Truth is more important than partisan gain.

Maybe. This seems to ignore the fact, however, that the judicial nomination and confirmation process are political acts. We might not like that fact, but it is the case.

That's why conservatives railing against "activist judges" is ludicrous. The judiciary is a political branch. We might like to pretend that it isn't so, but it is the case.

I was reading a book review this morning, by Tim van Gelder from the University of Melbourne philosophy department. While the book under review concerns consciousness, i have been particularly mindful of Ed's passion with regard to a certain hermeneutical ideal when he discusses the Constitution, lawful governance, judicial criticism and so forth. It is as another commentor said in a different thread, one of the reasons this blog is so valuable. In the middle of the review Tim wrote the following, which in its own way is germane to the concept that raj presents above, and to the notion of truth being more important than partisan gain.
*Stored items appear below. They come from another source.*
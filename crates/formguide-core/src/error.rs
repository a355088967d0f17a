//! Error taxonomy for store operations
//!
//! Validation and not-found errors are meant to be shown to the user right
//! away. Decode and storage errors are degradations: callers fall back to the
//! previous state.

use thiserror::Error;

use crate::storage::StorageError;

/// Why a share token or JSON payload could not be turned into items
#[derive(Error, Debug)]
pub enum DecodeError {
    /// Token is not valid URL-safe base64
    #[error("Share token is not valid base64: {0}")]
    Base64(#[from] base64::DecodeError),

    /// Decoded bytes are not UTF-8 text
    #[error("Share token does not contain UTF-8 text: {0}")]
    Utf8(#[from] std::string::FromUtf8Error),

    /// Text is not JSON
    #[error("Invalid JSON: {0}")]
    Json(#[from] serde_json::Error),

    /// JSON parsed but the top-level value is not an array
    #[error("Expected a JSON array of items, found {found}")]
    NotASequence { found: &'static str },
}

/// Errors returned by [`crate::ItemStore`] operations
#[derive(Error, Debug)]
pub enum StoreError {
    /// Empty required field or non-array payload
    #[error("Validation failed: {0}")]
    Validation(String),

    /// Malformed share token or JSON text
    #[error(transparent)]
    Decode(#[from] DecodeError),

    /// No item with the given id
    #[error("Item not found: {0}")]
    NotFound(String),

    /// Persistence write rejected
    #[error(transparent)]
    Storage(#[from] StorageError),
}

impl StoreError {
    /// Whether the user can fix this by changing their input
    pub fn is_user_error(&self) -> bool {
        matches!(self, StoreError::Validation(_) | StoreError::NotFound(_))
    }
}

/// Result type for store operations
pub type StoreResult<T> = Result<T, StoreError>;

/// Name of a JSON value's kind, for error messages
pub(crate) fn json_kind(value: &serde_json::Value) -> &'static str {
    match value {
        serde_json::Value::Null => "null",
        serde_json::Value::Bool(_) => "a boolean",
        serde_json::Value::Number(_) => "a number",
        serde_json::Value::String(_) => "a string",
        serde_json::Value::Array(_) => "an array",
        serde_json::Value::Object(_) => "an object",
    }
}
//! The bidirectional enum <-> value mapping.

use std::{borrow::Borrow, fmt::Debug, hash::Hash};

use crate::{
    bimap::BiMap,
    descriptor::EnumDescriptor,
    error::{MappingError, Result},
    value_table::{Entry, ValueTable},
};

/// Bidirectional mapping between the variants of an enumeration and arbitrary values.
///
/// `R` is the variant's underlying representation and `V` the mapped value. Both
/// indexes are built once in [`EnumMapping::new`] and never change afterwards.
///
/// Mapped values are not required to be unique. When several variants share a
/// value, [`map`](EnumMapping::map) works for all of them but
/// [`parse`](EnumMapping::parse) returns the variant declared first.
///
/// ```
/// use enum_mapping::{EnumDescriptor, EnumMapping, ValueTable};
///
/// let colors = EnumDescriptor::new()
///     .variant("Red", "RED")
///     .variant("Blue", "BLUE");
/// let mapping = EnumMapping::new(
///     colors,
///     ValueTable::new().value("Red", 1).value("Blue", 10),
/// );
/// assert_eq!(mapping.map(&"RED"), Ok(&1));
/// assert_eq!(mapping.parse(&10), Ok(&"BLUE"));
/// ```
#[derive(Debug, Clone)]
pub struct EnumMapping<R: Eq + Hash, V: Eq + Hash> {
    descriptor: EnumDescriptor<R>,
    table: ValueTable<V>,
    index: BiMap<R, V>,
}

impl<R, V> EnumMapping<R, V>
where
    R: Eq + Hash + Clone + Debug,
    V: Eq + Hash + Clone + Debug,
{
    /// Indexes every variant of `descriptor` in declaration order.
    ///
    /// Never fails: a variant missing from `table` is indexed as a failure and
    /// only reported when it is mapped.
    pub fn new(descriptor: EnumDescriptor<R>, table: ValueTable<V>) -> Self {
        log::trace!("Indexing {} enum variants", descriptor.len());
        let mut index = BiMap::with_capacity(descriptor.len());
        for variant in &descriptor {
            let entry = match table.get(&variant.name) {
                Some(entry) => entry.clone(),
                None => Entry::Failed(format!("No value mapped for key {}", variant.name)),
            };
            if !index.insert_first(variant.repr.clone(), entry) {
                log::debug!(
                    "{} shares its mapped value with an earlier variant, parse will not return it",
                    variant.name
                );
            }
        }
        Self {
            descriptor,
            table,
            index,
        }
    }
}

impl<R: Eq + Hash, V: Eq + Hash> EnumMapping<R, V> {
    /// Forward lookup: representation to mapped value.
    ///
    /// Fails with [`MappingError::NotFound`] for a representation of some other
    /// enumeration, and with the stored message for a variant mapped to a failure.
    pub fn map<Q>(&self, repr: &Q) -> Result<&V>
    where
        R: Borrow<Q>,
        Q: Eq + Hash + Debug + ?Sized,
    {
        match self.index.get(repr) {
            Some(Entry::Value(value)) => Ok(value),
            Some(Entry::Failed(message)) => Err(MappingError::Failed(message.clone())),
            None => Err(MappingError::not_found(&repr)),
        }
    }

    /// Forward lookup by variant name.
    pub fn map_name(&self, name: &str) -> Result<&V>
    where
        R: Debug,
    {
        match self.descriptor.repr_of(name) {
            Some(repr) => self.map(repr),
            None => Err(MappingError::not_found(&name)),
        }
    }

    /// Reverse lookup: mapped value to representation.
    pub fn parse<Q>(&self, value: &Q) -> Result<&R>
    where
        V: Borrow<Q>,
        Q: Eq + Hash + Debug + ?Sized,
    {
        self.index
            .get_by_value(value)
            .ok_or_else(|| MappingError::invalid_value(&value))
    }

    pub fn contains_value<Q>(&self, value: &Q) -> bool
    where
        V: Borrow<Q>,
        Q: Eq + Hash + ?Sized,
    {
        self.index.contains_value(value)
    }

    /// [`map`](Self::map) as a free-standing function borrowing this mapping.
    pub fn mapper<'a>(&'a self) -> impl Fn(&R) -> Result<&'a V> + 'a
    where
        R: Debug,
    {
        move |repr: &R| self.map(repr)
    }

    /// [`parse`](Self::parse) as a free-standing function borrowing this mapping.
    pub fn parser<'a>(&'a self) -> impl Fn(&V) -> Result<&'a R> + 'a
    where
        V: Debug,
    {
        move |value: &V| self.parse(value)
    }

    pub fn descriptor(&self) -> &EnumDescriptor<R> {
        &self.descriptor
    }

    pub fn table(&self) -> &ValueTable<V> {
        &self.table
    }

    /// Variants with their forward entries, in declaration order.
    pub fn iter(&self) -> impl Iterator<Item = (&str, &R, &Entry<V>)> + '_ {
        self.descriptor.iter().filter_map(|variant| {
            self.index
                .get(&variant.repr)
                .map(|entry| (variant.name.as_str(), &variant.repr, entry))
        })
    }

    pub fn len(&self) -> usize {
        self.index.len()
    }

    pub fn is_empty(&self) -> bool {
        self.index.len() == 0
    }
}
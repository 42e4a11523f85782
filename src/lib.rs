//! Bidirectional lookup tables between the variants of an enumeration and
//! arbitrary values.
//!
//! An [`EnumDescriptor`] lists the variants in declaration order, a
//! [`ValueTable`] says what each variant maps to, and an [`EnumMapping`]
//! answers both `map` (variant to value) and `parse` (value to variant).
//!
//! ```
//! use enum_mapping::{fail, map_enum, map_enum_to_keys, EnumDescriptor, ValueTable};
//!
//! let colors = EnumDescriptor::new()
//!     .variant("Red", "RED")
//!     .variant("Blue", "BLUE")
//!     .variant("Green", "GREEN");
//!
//! let names = map_enum_to_keys(colors.clone());
//! assert_eq!(names.map(&"BLUE").unwrap(), "Blue");
//!
//! let css = map_enum(
//!     colors,
//!     ValueTable::new()
//!         .value("Red", "#f00")
//!         .value("Blue", "#00f")
//!         .entry("Green", fail("green is not supported")),
//! );
//! assert_eq!(css.parse(&"#00f"), Ok(&"BLUE"));
//! assert!(css.map(&"GREEN").is_err());
//! ```

mod bimap;
pub mod builders;
pub mod descriptor;
pub mod error;
pub mod mapping;
pub mod value_table;

pub use builders::{map_enum, map_enum_to_keys, map_enum_to_values, map_enum_with_fn};
pub use descriptor::{EnumDescriptor, Enumeration, Variant};
pub use error::{MappingError, Result};
pub use mapping::EnumMapping;
pub use value_table::{fail, Entry, ValueTable};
"In the language of the mind-body discourse, we would say that commitments are not identical with, reducible to, in causal interaction with, or even realized by physical entities. In this sense at least they are abstract objects. Nevertheless, they are real, countable, temporal things, ultimately dependent in a mundane sense on the physical. It is only because the physical is the way it is that we exhibit the practices we do, and it is our practices which institute commitments. If we stopped treating each other in the right kinds of ways, all socially instituted deontic statuses would vanish without a trace.

Doxastic commitments are members of a class of entities occupying a kind of metaphysical middle ground between abstract, eternal Platonic entities on one hand, and concrete, physically-realized entities on the other. They are not part of the "bump and grind" of the "natural" world, but neither are they removed in some wholly independent, disconnected, foreign metaphysical realm. A great many of the ordinary things we deal with in everyday life belong to this category, including mortgages, fictional characters, theories, laws, songs, computer programs and (soon) cyberdollars. Entities of these kinds are set up and sustained by our practices, and so their grip on existence is as tenuous as those practices. Nevertheless, they cannot be identified with, reduced to, etc., those practices. Like the emergent contours in Kaniza-type illusions (Figure 1), they inhabit the space created by our practices, without simply being those practices. They are "triangulated" into existence by what we do.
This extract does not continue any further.